WASHINGTON -- The Federal Election Commission (FEC) has entered into a conciliation agreement with APEX Healthcare Inc. (APEX) of Wheaton Illinois and its President James Chao, in which the Company and Mr. Chao have agreed to pay a civil penalty of $275,000 for violations of the Federal Election Campaign Act (FECA). The Commission found reason to believe that Mr. Chao knowingly and willfully violated the act in an investigation stemming from a complaint filed by Gerald Jaecks.

      In 2003, APEX and Chao used corporate funds to reimburse $69,500 in contributions that were made in the names of others to Hynes for Senate (the committee for Daniel Hynes’ Democratic primary campaign in Illinois) and made a direct $1,500 in-kind contribution to the committee. APEX and Chao also used corporate funds to reimburse a total of $6,000 in contributions that were made in the names of others to three other federal political committees in 2002.

      The Act prohibits corporations from making contributions or expenditures from their general treasury funds in connection with any election of any candidate for federal office. The Act also prohibits any officer or director of any corporation from consenting to any expenditure or contribution by the corporation. In addition, it is unlawful for any person to make a contribution in the name of another, or for any person to knowingly permit his or her name to be used to make such a contribution.      

      In the conciliation agreement, APEX and Chao admitted to violating the Act by reimbursing contributions with corporate funds and by making an in-kind contribution with corporate funds. While the Commission found reason to believe Chao’s violations were knowing and willful, he neither admitted nor denied it in the conciliation agreement.    
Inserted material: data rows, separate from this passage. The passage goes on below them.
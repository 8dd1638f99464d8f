use tvg_render_software::*;

use tvg_scene::*;

const RED:   [u8; 4] = [255, 0, 0, 255];
const GREEN: [u8; 4] = [0, 255, 0, 255];
const CLEAR: [u8; 4] = [0, 0, 0, 0];

fn render(scene: &Scene, width: u32, height: u32, anti_alias: AntiAlias) -> Bitmap {
    render_scene(scene, &RenderOptions::new(width, height).with_anti_alias(anti_alias)).unwrap()
}

fn assert_close(actual: [u8; 4], expected: [u8; 4], tolerance: i32) {
    for idx in 0..4 {
        assert!(((actual[idx] as i32) - (expected[idx] as i32)).abs() <= tolerance, "Expected {:?}, found {:?}", expected, actual);
    }
}

#[test]
fn full_canvas_rectangle_is_exact() {
    let scene = SceneBuilder::new(10, 10)
        .with_color(Color::from_rgba8(12, 34, 56, 255))
        .fill_rectangles(Style::flat(0), vec![Rect::new(0.0, 0.0, 10.0, 10.0)])
        .build();

    let bitmap = render(&scene, 10, 10, AntiAlias::None);

    assert!(bitmap.width() == 10 && bitmap.height() == 10);
    assert!(bitmap.pixels().len() == 400);
    assert!(bitmap.pixels().chunks_exact(4).all(|pixel| pixel == [12, 34, 56, 255]));
}

#[test]
fn empty_scene_is_transparent() {
    let scene   = SceneBuilder::new(10, 10).build();
    let bitmap  = render(&scene, 7, 3, AntiAlias::X16);

    assert!(bitmap.pixels().len() == 7*3*4);
    assert!(bitmap.pixels().iter().all(|component| *component == 0));
}

#[test]
fn later_commands_win() {
    let scene = SceneBuilder::new(10, 10)
        .with_color(Color::from_rgba8(255, 0, 0, 255))
        .with_color(Color::from_rgba8(0, 255, 0, 255))
        .fill_rectangles(Style::flat(0), vec![Rect::new(0.0, 0.0, 6.0, 6.0)])
        .fill_rectangles(Style::flat(1), vec![Rect::new(4.0, 4.0, 6.0, 6.0)])
        .build();

    let bitmap = render(&scene, 10, 10, AntiAlias::X4);

    assert!(bitmap.pixel(1, 1) == Some(RED));
    assert!(bitmap.pixel(4, 4) == Some(GREEN));
    assert!(bitmap.pixel(5, 5) == Some(GREEN));
    assert!(bitmap.pixel(8, 8) == Some(GREEN));
    assert!(bitmap.pixel(8, 1) == Some(CLEAR));
}

#[test]
fn linear_gradient_midpoint_is_average() {
    let gradient = Style::LinearGradient { point_0: Point::new(0.0, 0.0), point_1: Point::new(3.0, 0.0), color_0: 0, color_1: 1 };
    let scene = SceneBuilder::new(3, 1)
        .with_color(Color::from_rgba8(200, 0, 50, 255))
        .with_color(Color::from_rgba8(0, 100, 250, 255))
        .fill_rectangles(gradient, vec![Rect::new(0.0, 0.0, 3.0, 1.0)])
        .build();

    let bitmap = render(&scene, 3, 1, AntiAlias::None);

    assert_close(bitmap.pixel(1, 0).unwrap(), [100, 50, 150, 255], 1);
}

#[test]
fn gradient_is_clamped_outside_its_range() {
    let gradient = Style::LinearGradient { point_0: Point::new(4.0, 0.0), point_1: Point::new(6.0, 0.0), color_0: 0, color_1: 1 };
    let scene = SceneBuilder::new(10, 1)
        .with_color(Color::from_rgba8(255, 0, 0, 255))
        .with_color(Color::from_rgba8(0, 255, 0, 255))
        .fill_rectangles(gradient, vec![Rect::new(0.0, 0.0, 10.0, 1.0)])
        .build();

    let bitmap = render(&scene, 10, 1, AntiAlias::None);

    assert!(bitmap.pixel(0, 0) == Some(RED));
    assert!(bitmap.pixel(9, 0) == Some(GREEN));
}

#[test]
fn degenerate_gradient_uses_first_color() {
    let gradient = Style::LinearGradient { point_0: Point::new(4.0, 4.0), point_1: Point::new(4.0, 4.0), color_0: 0, color_1: 1 };
    let radial   = Style::RadialGradient { point_0: Point::new(4.0, 4.0), point_1: Point::new(4.0, 4.0), color_0: 1, color_1: 0 };
    let scene = SceneBuilder::new(10, 10)
        .with_color(Color::from_rgba8(255, 0, 0, 255))
        .with_color(Color::from_rgba8(0, 255, 0, 255))
        .fill_rectangles(gradient, vec![Rect::new(0.0, 0.0, 5.0, 10.0)])
        .fill_rectangles(radial, vec![Rect::new(5.0, 0.0, 5.0, 10.0)])
        .build();

    let bitmap = render(&scene, 10, 10, AntiAlias::None);

    assert!(bitmap.pixel(1, 1) == Some(RED));
    assert!(bitmap.pixel(8, 8) == Some(GREEN));
}

#[test]
fn radial_gradient() {
    let radial = Style::RadialGradient { point_0: Point::new(10.5, 10.5), point_1: Point::new(20.5, 10.5), color_0: 0, color_1: 1 };
    let scene = SceneBuilder::new(21, 21)
        .with_color(Color::from_rgba8(255, 0, 0, 255))
        .with_color(Color::from_rgba8(0, 0, 255, 255))
        .fill_rectangles(radial, vec![Rect::new(0.0, 0.0, 21.0, 21.0)])
        .build();

    let bitmap = render(&scene, 21, 21, AntiAlias::None);

    assert!(bitmap.pixel(10, 10) == Some(RED));
    assert!(bitmap.pixel(0, 0) == Some([0, 0, 255, 255]));
    assert_close(bitmap.pixel(15, 10).unwrap(), [128, 0, 128, 255], 1);
}

#[test]
fn interior_pixels_do_not_depend_on_anti_aliasing() {
    let scene = SceneBuilder::new(16, 16)
        .with_color(Color::from_rgba8(10, 200, 30, 180))
        .fill_polygon(Style::flat(0), vec![Point::new(2.0, 2.0), Point::new(14.0, 2.0), Point::new(14.0, 14.0), Point::new(2.0, 14.0)])
        .build();

    let expected = render(&scene, 16, 16, AntiAlias::None).pixel(8, 8);

    for anti_alias in AntiAlias::ALL.iter() {
        let bitmap = render(&scene, 16, 16, *anti_alias);
        assert!(bitmap.pixel(8, 8) == expected, "{:?}: {:?} != {:?}", anti_alias, bitmap.pixel(8, 8), expected);
    }
}

#[test]
fn half_covered_pixel_is_half_transparent() {
    let scene = SceneBuilder::new(4, 4)
        .with_color(Color::from_rgba8(0, 0, 0, 255))
        .fill_rectangles(Style::flat(0), vec![Rect::new(0.0, 0.0, 1.5, 4.0)])
        .build();

    let bitmap = render(&scene, 4, 4, AntiAlias::X4);

    assert!(bitmap.pixel(0, 2) == Some([0, 0, 0, 255]));
    assert_close(bitmap.pixel(1, 2).unwrap(), [0, 0, 0, 128], 64);
    assert!(bitmap.pixel(2, 2) == Some(CLEAR));
}

#[test]
fn edge_coverage_refines_with_anti_aliasing() {
    // A diagonal edge through the middle of each pixel along it covers about half of each pixel
    let scene = SceneBuilder::new(8, 8)
        .with_color(Color::from_rgba8(255, 255, 255, 255))
        .fill_polygon(Style::flat(0), vec![Point::new(0.0, 0.0), Point::new(8.0, 0.0), Point::new(0.0, 8.0)])
        .build();

    for anti_alias in [AntiAlias::X16, AntiAlias::X64].iter() {
        let bitmap  = render(&scene, 8, 8, *anti_alias);
        let alpha   = bitmap.pixel(3, 4).unwrap()[3] as i32;

        assert!((alpha - 128).abs() <= 40, "{:?}: alpha {}", anti_alias, alpha);
    }
}

#[test]
fn output_size_scales_each_axis() {
    let scene = SceneBuilder::new(10, 10)
        .with_color(Color::from_rgba8(255, 0, 0, 255))
        .fill_rectangles(Style::flat(0), vec![Rect::new(0.0, 0.0, 5.0, 10.0)])
        .build();

    let bitmap = render(&scene, 40, 5, AntiAlias::None);

    assert!(bitmap.width() == 40 && bitmap.height() == 5);
    assert!(bitmap.pixel(19, 4) == Some(RED));
    assert!(bitmap.pixel(20, 0) == Some(CLEAR));
}

#[test]
fn tall_images_render_every_band() {
    let scene = SceneBuilder::new(4, 40)
        .with_color(Color::from_rgba8(255, 0, 0, 255))
        .fill_rectangles(Style::flat(0), vec![Rect::new(0.0, 20.0, 4.0, 20.0)])
        .build();

    let bitmap = render(&scene, 4, 40, AntiAlias::X9);

    for y in 0..40 {
        let expected = if y >= 20 { RED } else { CLEAR };
        assert!(bitmap.pixel(2, y) == Some(expected), "Row {}", y);
    }
}

#[test]
fn stroke_covers_the_line() {
    let scene = SceneBuilder::new(10, 10)
        .with_color(Color::from_rgba8(255, 0, 0, 255))
        .draw_lines(Style::flat(0), 2.0, vec![Line::new(Point::new(2.0, 5.0), Point::new(8.0, 5.0))])
        .build();

    let bitmap = render(&scene, 10, 10, AntiAlias::X4);

    assert!(bitmap.pixel(5, 4) == Some(RED));
    assert!(bitmap.pixel(5, 5) == Some(RED));
    assert!(bitmap.pixel(5, 2) == Some(CLEAR));
    assert!(bitmap.pixel(5, 7) == Some(CLEAR));

    // Round caps extend past the end of the line
    assert!(bitmap.pixel(1, 4).unwrap()[3] > 0);
}

#[test]
fn translucent_stroke_is_composited_once() {
    // The strip doubles back on itself, so its segments overlap
    let scene = SceneBuilder::new(10, 10)
        .with_color(Color::rgba(0.0, 0.0, 1.0, 0.5))
        .draw_line_strip(Style::flat(0), 4.0, vec![Point::new(1.0, 5.0), Point::new(9.0, 5.0), Point::new(2.0, 5.0)])
        .build();

    let bitmap = render(&scene, 10, 10, AntiAlias::None);

    assert_close(bitmap.pixel(5, 5).unwrap(), [0, 0, 255, 128], 1);
}

#[test]
fn outline_strokes_over_fill() {
    let scene = SceneBuilder::new(20, 20)
        .with_color(Color::from_rgba8(255, 0, 0, 255))
        .with_color(Color::from_rgba8(0, 255, 0, 255))
        .outline_fill_rectangles(Style::flat(0), Style::flat(1), 2.0, vec![Rect::new(4.0, 4.0, 12.0, 12.0)])
        .build();

    let bitmap = render(&scene, 20, 20, AntiAlias::X4);

    assert!(bitmap.pixel(10, 10) == Some(RED));
    assert!(bitmap.pixel(4, 10) == Some(GREEN));
    assert!(bitmap.pixel(10, 15) == Some(GREEN));
    assert!(bitmap.pixel(1, 1) == Some(CLEAR));
}

#[test]
fn overlapping_rectangles_in_one_command_union() {
    let scene = SceneBuilder::new(10, 10)
        .with_color(Color::rgba(1.0, 0.0, 0.0, 0.5))
        .fill_rectangles(Style::flat(0), vec![Rect::new(0.0, 0.0, 6.0, 6.0), Rect::new(10.0, 10.0, -6.0, -6.0)])
        .build();

    let bitmap = render(&scene, 10, 10, AntiAlias::None);

    assert_close(bitmap.pixel(5, 5).unwrap(), [255, 0, 0, 128], 1);
    assert_close(bitmap.pixel(1, 1).unwrap(), [255, 0, 0, 128], 1);
}

#[test]
fn circle_path_fill() {
    let circle = Path::new(Point::new(2.0, 10.0))
        .arc_circle_to(8.0, false, false, Point::new(18.0, 10.0))
        .arc_circle_to(8.0, false, false, Point::new(2.0, 10.0))
        .close();

    let scene = SceneBuilder::new(20, 20)
        .with_color(Color::from_rgba8(255, 0, 0, 255))
        .fill_path(Style::flat(0), vec![circle])
        .build();

    let bitmap = render(&scene, 20, 20, AntiAlias::X4);

    assert!(bitmap.pixel(10, 10) == Some(RED));
    assert!(bitmap.pixel(10, 3) == Some(RED));
    assert!(bitmap.pixel(10, 16) == Some(RED));
    assert!(bitmap.pixel(1, 1) == Some(CLEAR));
    assert!(bitmap.pixel(18, 18) == Some(CLEAR));
}

#[test]
fn single_point_paths_render_nothing() {
    let scene = SceneBuilder::new(10, 10)
        .with_color(Color::from_rgba8(255, 0, 0, 255))
        .fill_path(Style::flat(0), vec![Path::new(Point::new(5.0, 5.0))])
        .draw_line_path(Style::flat(0), 4.0, vec![Path::new(Point::new(5.0, 5.0))])
        .draw_line_strip(Style::flat(0), 4.0, vec![Point::new(5.0, 5.0)])
        .fill_polygon(Style::flat(0), vec![Point::new(1.0, 1.0), Point::new(8.0, 8.0)])
        .build();

    let bitmap = render(&scene, 10, 10, AntiAlias::X16);

    assert!(bitmap.pixels().iter().all(|component| *component == 0));
}

#[test]
fn per_segment_line_widths() {
    let path = Path::new(Point::new(1.0, 5.0))
        .line_to(10.0, 5.0)
        .with(Segment::from(SegmentKind::Line(Point::new(19.0, 5.0))).with_line_width(6.0));

    let scene = SceneBuilder::new(20, 10)
        .with_color(Color::from_rgba8(255, 0, 0, 255))
        .draw_line_path(Style::flat(0), 1.0, vec![path])
        .build();

    let bitmap = render(&scene, 20, 10, AntiAlias::X4);

    assert!(bitmap.pixel(5, 7) == Some(CLEAR));
    assert!(bitmap.pixel(15, 7) == Some(RED));
}

#[test]
fn missing_color_is_invalid_data() {
    let scene = SceneBuilder::new(10, 10)
        .with_color(Color::from_rgba8(255, 0, 0, 255))
        .fill_rectangles(Style::flat(3), vec![Rect::new(0.0, 0.0, 10.0, 10.0)])
        .build();

    assert!(render_scene(&scene, &RenderOptions::new(10, 10)) == Err(TvgError::InvalidData));
}

#[test]
fn zero_size_is_invalid_data() {
    let scene = SceneBuilder::new(10, 10).build();

    assert!(render_scene(&scene, &RenderOptions::new(0, 10)) == Err(TvgError::InvalidData));
    assert!(render_scene(&scene, &RenderOptions::new(10, 0)) == Err(TvgError::InvalidData));
}

#[test]
fn impossible_size_is_out_of_memory() {
    let scene = SceneBuilder::new(10, 10).build();

    assert!(render_scene(&scene, &RenderOptions::new(u32::MAX, u32::MAX)) == Err(TvgError::OutOfMemory));
}

#[test]
fn decoded_scene_renders() {
    let bytes = vec![
        0x72, 0x56, 0x01, 0x00, 0x04, 0x00, 0x04, 0x00,
        0x01, 0x00, 0x00, 0xff, 0xff,
        0x02, 0x00, 0x00,
        0x00, 0x00, 0x00, 0x00, 0x04, 0x00, 0x04, 0x00,
        0x00,
    ];

    let scene   = decode(&bytes).unwrap();
    let bitmap  = render(&scene, 4, 4, AntiAlias::X25);

    assert!(bitmap.pixels().chunks_exact(4).all(|pixel| pixel == [0, 0, 255, 255]));
}

#[test]
fn decoded_single_point_line_path_renders_nothing() {
    let bytes = vec![
        0x72, 0x56, 0x01, 0x00, 0x10, 0x00, 0x10, 0x00,
        0x01, 0x00, 0x00, 0x00, 0xff,
        0x07, 0x00, 0x00,               // Draw line path, 1 path, flat colour 0
        0x04, 0x00,                     // Line width 4
        0x00,                           // 1 segment
        0x04, 0x00, 0x04, 0x00,         // Start (4, 4)
        0x00, 0x04, 0x00, 0x04, 0x00,   // Line to (4, 4)
        0x00,
    ];

    let scene   = decode(&bytes).unwrap();
    let bitmap  = render(&scene, 16, 16, AntiAlias::None);

    assert!(bitmap.pixels().chunks_exact(4).filter(|pixel| pixel[3] != 0).count() == 0);
}

#[test]
fn huge_curves_render_quickly() {
    // Curves whose control points are far outside the canvas but whose ends are inside it
    let mut path = Path::new(Point::new(0.0, 4.0));
    for idx in 0..200 {
        let end_x = if idx % 2 == 0 { 8.0 } else { 0.0 };
        path = path.cubic_to(Point::new(2e9, -2e9), Point::new(-2e9, 2e9), Point::new(end_x, 4.0));
    }

    let scene = SceneBuilder::new(8, 8)
        .with_coordinate_range(CoordinateRange::Enhanced)
        .with_color(Color::from_rgba8(255, 0, 0, 255))
        .draw_line_path(Style::flat(0), 1.0, vec![path])
        .build();
    let scene = decode(&encode(&scene).unwrap()).unwrap();

    let start   = std::time::Instant::now();
    let result  = render_scene(&scene, &RenderOptions::new(8, 8).with_anti_alias(AntiAlias::None));

    assert!(result.is_ok() || result == Err(TvgError::OutOfMemory));
    assert!(start.elapsed() < std::time::Duration::from_secs(10), "Took {:?}", start.elapsed());
}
     The conciliation agreement contains admissions of the violations, prohibitions on future misconduct, and a waiver of APEX’s right to refund of all impermissible contributions referenced in the agreement. The agreement also acknowledges APEX and Chao’s cooperation in connection with the Commission’s investigation of this matter.

      The Commission found no reason to believe that the recipients of the contributions were aware of the actual source of the funds.  They have been instructed to disgorge the illegal contributions to the U.S. Treasury.   The FEC also admonished Hynes for Senate for failing to report an in-kind contribution it received, along with the conduits used for the corporate contributions for knowingly allowing their names to be used as donors for the corporate reimbursements.

      This is the first conciliation agreement approved by the Commission involving knowing and willful violations of the Act committed following the passage of the Bipartisan Campaign Reform Act (BCRA) of 2002. BCRA imposed a new minimum civil penalty equal to 300% of the amount in violation and a new maximum civil penalty equal to 1000% of the amount in violation in cases where the Commission believes a knowing and willful violation has been committed. Prior to the passage of BCRA, the civil penalty for knowing and willful violations of the Act was not subject to a statutorily-mandated minimum, and the maximum civil penalty that could be sought was equal to 200% of the amount in violation.

1. MUR 5405  

(a)   APEX Healthcare, Inc.

(b)   James Chao

(c)   Hynes for Senate, Jeffrey C. Wagner, treasurer

(d)  Daniel Hynes

(e)   People for Marty Castro, Amalia S. Rioja, treasurer

(f)    Citizens for Mark Shriver, Kristin Gerlach, treasurer

(g)   Bill Nelson for Senate, Peggy Gagnon, treasurer

(h)   Charissa Chao

(i)    Grace Chao

(j)    Philip Chao

(k)   Dawn Burdelik

(l)    Jeffrey Burdelik

(m) Kin S. Cheung

(n)   Sharon Linares

(o)   Lawrence Yip

(p)  Amy Yuen

(q)   Monica Fletcher

(r)   Douglas Fletcher

(s)   Marian Stang

(t)    Frances Mattivi

(u)    Mei Fung Choi

Gerald L. Jaecks

  SUBJECT: Corporate contributions; contributions in the name of another; failure to report in-kind contribution

(a-b)  Conciliation Agreement: $275,000 civil penalty*

          [re: corporate contributions; contributions in the name of another]

(c-d)  Reason to believe, but took no further action*

          [re: failure to report in-kind contribution]

          No reason to believe*

          [re: contributions in the name of another]

          Took no action*

          [re: corporate contributions]

(e-g)  Took no action*

          Sent notification letter of FECA violation and requested disgorgement when case is closed.

(h-u)  Reason to believe, but took no further action*

          [re: contributions in the name of another]

          Sent admonishment letters.
  DOCUMENTS ON PUBLIC RECORD: Documents from this matter are available from the Commission's web site at http://www.fec.gov by entering 5405 under case number in the Enforcement Query System. They are also available in the FECs Public Records Office at 999 E St. NW in Washington.

*There are four administrative stages to the FEC enforcement process:

1. Receipt of proper complaint 3. "Probable cause" stage
2. "Reason to believe" stage 4. Conciliation stage

It requires the votes of at least four of the six Commissioners to take any action. The FEC can close a case at any point after reviewing a complaint. If a violation is found and conciliation cannot be reached, then the FEC can institute a civil court action against a respondent.